Shares of Coinbase Global (COIN -2.42%) have been on a wild ride today. The stock initially popped nearly 2.5% higher before later falling as much as 4%. As of 1:20 p.m. ET, shares of the cryptocurrency exchange were down 1.8%.
Investors were at first excited this morning that Coinbase's long-awaited foray into the world of non-fungible tokens (NFTs) has arrived. The company announced the beta version of the Coinbase NFT marketplace is live and open for fans of digital art to browse the company's curated offerings.
The enthusiasm faded quickly, though. Reports have been piling in that NFT mania might be starting to wear off. According to cryptocurrency and digital economy site DappRadar, sales on top NFT marketplace OpenSea are down some 67% over the last 30 days. The report also dragged down shares of Facebook parent Meta Platforms by 7% as it has also been testing out NFT sales in its metaverse apps on the Quest 2 virtual reality headset.
It is worth noting, however, that daily OpenSea sales volume was just barely over $1 million a year ago. DappRadar reports the volume was $53 million just a few days ago on April 15. Coinbase's NFT launch may have missed the recent peak NFT craze, but it could still be a lucrative market for the crypto trading service long-term.

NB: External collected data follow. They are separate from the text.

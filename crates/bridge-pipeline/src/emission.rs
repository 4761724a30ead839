//! Emission Policy
//!
//! Decides which decoded snapshots become outgoing messages.

use serde::{Deserialize, Serialize};
use vent_protocol::{ParameterCode, ParameterSnapshot};

/// When a decoded snapshot turns into a message
#[derive(Debug, Clone, Copy, Default, PartialEq, Eq, Serialize, Deserialize)]
#[serde(rename_all = "snake_case")]
pub enum EmitPolicy {
    /// One message per decoded frame
    #[default]
    EveryFrame,
    /// Accumulate frames and emit the merged view once per breath
    OnNewBreath,
}

/// Applies an [`EmitPolicy`] to the stream of snapshots
#[derive(Debug)]
pub struct EmissionGate {
    policy: EmitPolicy,
    /// Running merged view under `OnNewBreath`
    view: Option<ParameterSnapshot>,
}

impl EmissionGate {
    pub fn new(policy: EmitPolicy) -> Self {
        Self { policy, view: None }
    }

    /// Feed one snapshot; returns the snapshot to emit, if any
    pub fn offer(&mut self, snapshot: ParameterSnapshot) -> Option<ParameterSnapshot> {
        match self.policy {
            EmitPolicy::EveryFrame => Some(snapshot),
            EmitPolicy::OnNewBreath => {
                let previous = self
                    .view
                    .as_ref()
                    .and_then(|view| view.get(ParameterCode::BreathNumber).cloned());

                if let Some(view) = self.view.as_mut() {
                    view.merge(&snapshot);
                } else {
                    self.view = Some(snapshot);
                }

                let view = self.view.as_ref()?;
                let current = view.get(ParameterCode::BreathNumber)?;
                if previous.as_ref() == Some(current) {
                    return None;
                }
                Some(view.clone())
            }
        }
    }
}

#[cfg(test)]
mod tests {
    use super::*;
    use chrono::{Duration, Utc};
    use vent_protocol::{ParameterValue, RecordType};

    fn snapshot(offset_ms: i64, values: &[(ParameterCode, f64)]) -> ParameterSnapshot {
        let at = Utc::now() + Duration::milliseconds(offset_ms);
        let mut snapshot = ParameterSnapshot::new(at, RecordType::MixedMode);
        for (code, value) in values {
            snapshot.insert(*code, ParameterValue::Numeric(*value));
        }
        snapshot
    }

    #[test]
    fn test_every_frame_passes_through() {
        let mut gate = EmissionGate::new(EmitPolicy::EveryFrame);
        let snap = snapshot(0, &[(ParameterCode::Peep, 5.0)]);
        assert_eq!(gate.offer(snap.clone()), Some(snap));
    }

    #[test]
    fn test_on_new_breath_emits_on_change_only() {
        let mut gate = EmissionGate::new(EmitPolicy::OnNewBreath);

        // No breath number yet
        assert!(gate.offer(snapshot(0, &[(ParameterCode::Peep, 5.0)])).is_none());

        let first = gate
            .offer(snapshot(10, &[(ParameterCode::BreathNumber, 1.0)]))
            .unwrap();
        assert_eq!(first.get(ParameterCode::Peep), Some(&ParameterValue::Numeric(5.0)));

        // Same breath, new values accumulate silently
        assert!(gate
            .offer(snapshot(20, &[(ParameterCode::BreathNumber, 1.0), (ParameterCode::FiO2, 40.0)]))
            .is_none());

        let second = gate
            .offer(snapshot(30, &[(ParameterCode::BreathNumber, 2.0), (ParameterCode::Peep, 6.0)]))
            .unwrap();
        assert_eq!(second.get(ParameterCode::Peep), Some(&ParameterValue::Numeric(6.0)));
        assert_eq!(second.get(ParameterCode::FiO2), Some(&ParameterValue::Numeric(40.0)));
    }

    #[test]
    fn test_first_snapshot_with_breath_number_emits() {
        let mut gate = EmissionGate::new(EmitPolicy::OnNewBreath);
        assert!(gate
            .offer(snapshot(0, &[(ParameterCode::BreathNumber, 7.0)]))
            .is_some());
    }
}
//! Bridge Events and Health

use hl7_transport::DeliveryAttempt;
use serde::Serialize;
use vent_protocol::FrameCorruption;

/// Externally visible health of the bridge
#[derive(Debug, Clone, Copy, PartialEq, Eq, Serialize)]
#[serde(rename_all = "snake_case")]
pub enum HealthStatus {
    /// Serial link open, messages going out
    Connected,
    /// No serial link
    Disconnected,
    /// Serial link open but messages are queued for redelivery
    SendDegraded,
}

/// One observable thing that happened in the pipeline.
///
/// Every non-success outcome produces exactly one of these.
#[derive(Debug, Clone, PartialEq, Serialize)]
#[serde(tag = "event", rename_all = "snake_case")]
pub enum BridgeEvent {
    Connected {
        link: String,
    },
    LinkOpenFailed {
        link: String,
        error: String,
        retry_in_ms: u64,
    },
    /// No frame for a while; once per silent stretch
    LinkIdle {
        silent_ms: u64,
    },
    LinkLost {
        reason: String,
        retry_in_ms: u64,
    },
    FrameCorruption {
        corruption: FrameCorruption,
    },
    UnsupportedRecordType {
        record_type: u8,
    },
    DecodeError {
        error: String,
    },
    MessageMapped {
        control_id: u64,
        observations: usize,
    },
    SendAttempt {
        attempt: DeliveryAttempt,
    },
    Delivered {
        control_id: u64,
        attempts: u32,
    },
    Rejected {
        control_id: u64,
        reason: String,
    },
    /// Retry budget exhausted; messages now queue for redelivery
    SendDegraded {
        control_id: u64,
        error: String,
    },
    SendRecovered {
        redelivered: usize,
    },
    /// Queue full; the oldest message was dropped
    QueueOverflow {
        dropped_control_id: u64,
        capacity: usize,
    },
    /// A message that will never be delivered
    DataLoss {
        control_id: u64,
        reason: String,
    },
    /// Final event; `drained` is false when shutdown reported any data loss
    Stopped {
        drained: bool,
    },
}

impl BridgeEvent {
    /// Short name used as a metrics label
    pub fn kind(&self) -> &'static str {
        match self {
            BridgeEvent::Connected { .. } => "connected",
            BridgeEvent::LinkOpenFailed { .. } => "link_open_failed",
            BridgeEvent::LinkIdle { .. } => "link_idle",
            BridgeEvent::LinkLost { .. } => "link_lost",
            BridgeEvent::FrameCorruption { .. } => "frame_corruption",
            BridgeEvent::UnsupportedRecordType { .. } => "unsupported_record_type",
            BridgeEvent::DecodeError { .. } => "decode_error",
            BridgeEvent::MessageMapped { .. } => "message_mapped",
            BridgeEvent::SendAttempt { .. } => "send_attempt",
            BridgeEvent::Delivered { .. } => "delivered",
            BridgeEvent::Rejected { .. } => "rejected",
            BridgeEvent::SendDegraded { .. } => "send_degraded",
            BridgeEvent::SendRecovered { .. } => "send_recovered",
            BridgeEvent::QueueOverflow { .. } => "queue_overflow",
            BridgeEvent::DataLoss { .. } => "data_loss",
            BridgeEvent::Stopped { .. } => "stopped",
        }
    }
}

#[cfg(test)]
mod tests {
    use super::*;
    use vent_protocol::CorruptionReason;

    #[test]
    fn test_event_json_shape() {
        let event = BridgeEvent::FrameCorruption {
            corruption: FrameCorruption {
                reason: CorruptionReason::ChecksumMismatch {
                    expected: 0x1B,
                    actual: 0x1C,
                },
                discarded: 17,
            },
        };
        let json = serde_json::to_value(&event).unwrap();
        assert_eq!(json["event"], "frame_corruption");
        assert_eq!(json["corruption"]["reason"]["kind"], "checksum_mismatch");
        assert_eq!(json["corruption"]["discarded"], 17);
        assert_eq!(event.kind(), "frame_corruption");
    }

    #[test]
    fn test_health_serializes_snake_case() {
        assert_eq!(
            serde_json::to_string(&HealthStatus::SendDegraded).unwrap(),
            "\"send_degraded\""
        );
    }
}
//! Ventilator HL7 Bridge - Main Entry Point

use anyhow::Result;
use bridge::{init_logging, install_metrics, load_config, run};
use tracing::info;

#[tokio::main]
async fn main() -> Result<()> {
    let config = load_config()?;

    if let Err(e) = init_logging(&config.log_level, config.log_json) {
        eprintln!("Logging unavailable: {:#}", e);
    }

    info!("=== Ventilator HL7 Bridge v{} ===", env!("CARGO_PKG_VERSION"));
    info!(
        "Serial {} at {} baud, patient {}",
        config.serial.port, config.serial.baud_rate, config.mapper.patient_id
    );

    if let Some(listen) = &config.metrics_listen {
        install_metrics(listen)?;
    }

    run(config).await
}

At this juncture, Coinbase makes most of its money from the buying and selling of cryptocurrency. When the company releases its first-quarter 2022 earnings results on May 10, investors should focus on the trading volume of popular cryptos like Bitcoin and Ethereum, since that is the primary factor affecting Coinbase's revenue and profitability.
Though NFT sales are falling right now, signs point to the relative resiliency of crypto trading during the first quarter of the new year. Crypto exchange bank Silvergate Capital reported earnings yesterday, showing a 35% decline in digital currency exchange volumes in Q1 compared to peak levels in the fourth quarter of 2021.